If you know anything about bees, then you’re probably familiar with Colony Collapse Disorder (CCD). Colony Collapse Disorder is an unusual phenomenon where bees abandon their hives, never to return.

What is frightening about CCD is that we’re not talking about a few thousand bees here or there. Just in the winter of 2006/2007, tens of billions of bees—more than a quarter of the United States’ bee colonies—were lost to CCD, and since then, more than three million bee colonies have disappeared.

When you think about the number of bee colonies that have been lost to CCD then wonder how our agricultural crops will be pollinated should this problem worsen, it’s hard not to think the word “catastrophic.”
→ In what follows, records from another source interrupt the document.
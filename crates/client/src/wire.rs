//! Raw response payloads and their normalisation into domain types.
//!
//! The service is loose about field names and formats; everything it
//! sends is funnelled through these structs so the rest of the engine
//! only ever sees [`WorkflowRecord`]s.

use chrono::{DateTime, NaiveDateTime, Utc};
use serde::Deserialize;

use cellflow_core::catalog::ModelDescriptor;
use cellflow_core::error::CoreError;
use cellflow_core::types::Timestamp;
use cellflow_core::workflow::{normalize_progress, ResultItem, WorkflowRecord, WorkflowStatus};

/// `POST /upload` response.
#[derive(Debug, Deserialize)]
pub struct UploadResponse {
    #[serde(default)]
    pub filename: Option<String>,
}

/// `GET /models` response.
#[derive(Debug, Deserialize)]
pub struct ModelsResponse {
    #[serde(default)]
    pub models: Vec<ModelDescriptor>,
}

/// `POST /workflows/single-cell` response.
#[derive(Debug, Deserialize)]
pub struct CreateWorkflowResponse {
    #[serde(default)]
    pub workflow_id: Option<String>,
}

/// `GET /workflows/{id}` response, and each entry of `GET /workflows`.
#[derive(Debug, Deserialize)]
pub struct RawWorkflow {
    #[serde(alias = "id")]
    pub workflow_id: String,
    pub status: String,
    #[serde(default)]
    pub progress: Option<f64>,
    #[serde(default, alias = "error")]
    pub error_message: Option<String>,
    #[serde(default)]
    pub results: Option<Vec<RawResult>>,
    #[serde(default)]
    pub created_at: Option<String>,
}

/// One entry of a workflow's `results` array.
#[derive(Debug, Deserialize)]
pub struct RawResult {
    #[serde(alias = "id")]
    pub result_id: String,
    #[serde(rename = "type", default)]
    pub kind: String,
    #[serde(default, alias = "size_bytes")]
    pub file_size: Option<u64>,
    #[serde(default)]
    pub created_at: Option<String>,
}

impl RawWorkflow {
    pub fn into_record(self) -> Result<WorkflowRecord, CoreError> {
        let status = WorkflowStatus::parse(&self.status)?;
        let results = self
            .results
            .unwrap_or_default()
            .into_iter()
            .map(RawResult::into_item)
            .collect::<Result<Vec<_>, _>>()?;
        let created_at = self.created_at.as_deref().map(parse_timestamp).transpose()?;
        let error_message = self.error_message.filter(|m| !m.trim().is_empty());

        Ok(WorkflowRecord {
            id: self.workflow_id,
            status,
            progress: normalize_progress(self.progress),
            error_message,
            results,
            created_at,
        })
    }
}

impl RawResult {
    pub fn into_item(self) -> Result<ResultItem, CoreError> {
        Ok(ResultItem {
            created_at: self.created_at.as_deref().map(parse_timestamp).transpose()?,
            id: self.result_id,
            kind: self.kind,
            size_bytes: self.file_size.unwrap_or(0),
        })
    }
}

/// Parse an RFC 3339 timestamp, or a naive ISO-8601 one read as UTC.
pub fn parse_timestamp(raw: &str) -> Result<Timestamp, CoreError> {
    let raw = raw.trim();
    if let Ok(ts) = DateTime::parse_from_rfc3339(raw) {
        return Ok(ts.with_timezone(&Utc));
    }
    ["%Y-%m-%dT%H:%M:%S%.f", "%Y-%m-%d %H:%M:%S%.f"]
        .iter()
        .find_map(|fmt| NaiveDateTime::parse_from_str(raw, fmt).ok())
        .map(|naive| naive.and_utc())
        .ok_or_else(|| CoreError::Malformed(format!("Unparseable timestamp '{raw}'")))
}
In estimation, insects pollinate one third of the human food supply, most of which is pollinated by bees. In case you need a pollination refresher: Bees land on a flower to eat nectar and pollen. While on the flower, the bee will stuff powdery pollen into little sacks on the back of her legs. When the bee flies to another flower, some of the dusty pollen falls off her legs onto the new flower she’s landed on, thus beginning the plant pollination process (fertilization and sexual reproduction). Pollination is vital, because fruiting of a plant is dependent on fertilization.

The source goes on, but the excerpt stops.